However, we shall almost certainly be able to overcome the forced linearity of voice content, using voice summarizing, intonation-based insight spotting, and sound searches over speech and video. And we will all welcome an end to the laborious process of learning handwriting or typing and then using numerous gadgets, materials and tools simply to transform an idea in the mind into a visible language object.
Natural language input — i.e. talking to a machine — will however extend beyond simply asking questions or giving orders to robots. Voice will eventually become the medium for individuals to code software solutions to help machines learn. Spoken AI instructions could form input to machines to help build solutions to a wide range of specific intellectual, managerial, content, or design tasks where AI will be able to learn, organize and build virtual worlds and focused applications for people. This will repurpose text content as a data/knowledge resource, and highlight voice commands as prompts to program a machine to expand our sensible world, not just listen to its replies.
Meanwhile, we shall stop “looking things up” and shift to instantaneous search gratification using voice queries to a phone or other device. When in a public context, we shall be able to whisper commands to our devices, and eventually “think” them straight to the device. Speech will thus take a more central role in our conceptions of and relationship with ‘content’. Physical, signal-rich utterances will transmit the deeper values of community, identity, and inclusiveness, against a potentially divisive social background.

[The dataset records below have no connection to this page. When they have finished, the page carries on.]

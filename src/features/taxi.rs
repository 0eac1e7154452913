// Copyright (c) 2025 Steve Wagner (ciroque@live.com)
// SPDX-License-Identifier: MIT

//! Pickup-time features for NYC taxi trip data.
//!
//! The raw dataset must carry a `pickup_datetime` column, either as
//! timestamps or as strings like `2016-03-14 17:24:55` or RFC 3339. An RFC 3339
//! offset is dropped, not applied: the features read the local wall-clock time
//! the string states.

use chrono::{DateTime, Datelike, NaiveDateTime, Timelike};

use crate::errors::{FrameError, ValidationError};
use crate::frame::Column;
use crate::registry::{FeatureInputs, Registry};

/// Raw dataset column holding the trip start time
pub const PICKUP_DATETIME: &str = "pickup_datetime";

pub const PICKUP_TIME: &str = "pickup_time";
pub const PICKUP_HOUR: &str = "pickup_hour";
pub const PICKUP_WEEKDAY: &str = "pickup_weekday";

const DATETIME_FORMAT: &str = "%Y-%m-%d %H:%M:%S";

/// Register `pickup_time`, `pickup_hour` and `pickup_weekday`.
///
/// `pickup_hour` is 0..=23 and `pickup_weekday` is 0..=6 with Monday as 0.
/// Rows whose pickup time is missing or unparsable are null in all three.
pub fn register_taxi_features(registry: &mut Registry) -> Result<(), ValidationError> {
    registry.register(PICKUP_TIME, &[], pickup_time)?;
    registry.register(PICKUP_HOUR, &[PICKUP_TIME], pickup_hour)?;
    registry.register(PICKUP_WEEKDAY, &[PICKUP_TIME], pickup_weekday)?;
    Ok(())
}

fn pickup_time(inputs: &FeatureInputs<'_>) -> anyhow::Result<Column> {
    match inputs.raw(PICKUP_DATETIME)? {
        Column::Timestamp(values) => Ok(Column::Timestamp(values.clone())),
        Column::Str(values) => Ok(Column::Timestamp(
            values
                .iter()
                .map(|value| value.as_deref().and_then(parse_datetime))
                .collect(),
        )),
        other => Err(FrameError::TypeMismatch {
            column: PICKUP_DATETIME.to_string(),
            expected: "timestamp or str",
            actual: other.dtype(),
        }
        .into()),
    }
}

fn pickup_hour(inputs: &FeatureInputs<'_>) -> anyhow::Result<Column> {
    let times = inputs.dependency(PICKUP_TIME)?.as_timestamp(PICKUP_TIME)?;
    Ok(Column::Int(
        times.iter().map(|t| t.map(|t| i64::from(t.hour()))).collect(),
    ))
}

fn pickup_weekday(inputs: &FeatureInputs<'_>) -> anyhow::Result<Column> {
    let times = inputs.dependency(PICKUP_TIME)?.as_timestamp(PICKUP_TIME)?;
    Ok(Column::Int(
        times
            .iter()
            .map(|t| t.map(|t| i64::from(t.weekday().num_days_from_monday())))
            .collect(),
    ))
}

fn parse_datetime(value: &str) -> Option<NaiveDateTime> {
    let value = value.trim();
    NaiveDateTime::parse_from_str(value, DATETIME_FORMAT)
        .ok()
        .or_else(|| DateTime::parse_from_rfc3339(value).ok().map(|t| t.naive_local()))
}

As we noted above, the great danger created by this kind of media shift is that all our speech, just like all our text in the last 30 years of online production, will become searchable intelligence for interested parties. By virtue of their huge volume, these data will only be manageable by powerful machine-learning applications. The signals embedded in the data (who you are, what you say, hesitate about, feel, suggest, reveal, emote, or stay silent about) will inevitably drive the machinery of commercial and political surveillance and evaluation. There will be a constant, difficult conversation between bad information and useful information, just as there has been throughout history.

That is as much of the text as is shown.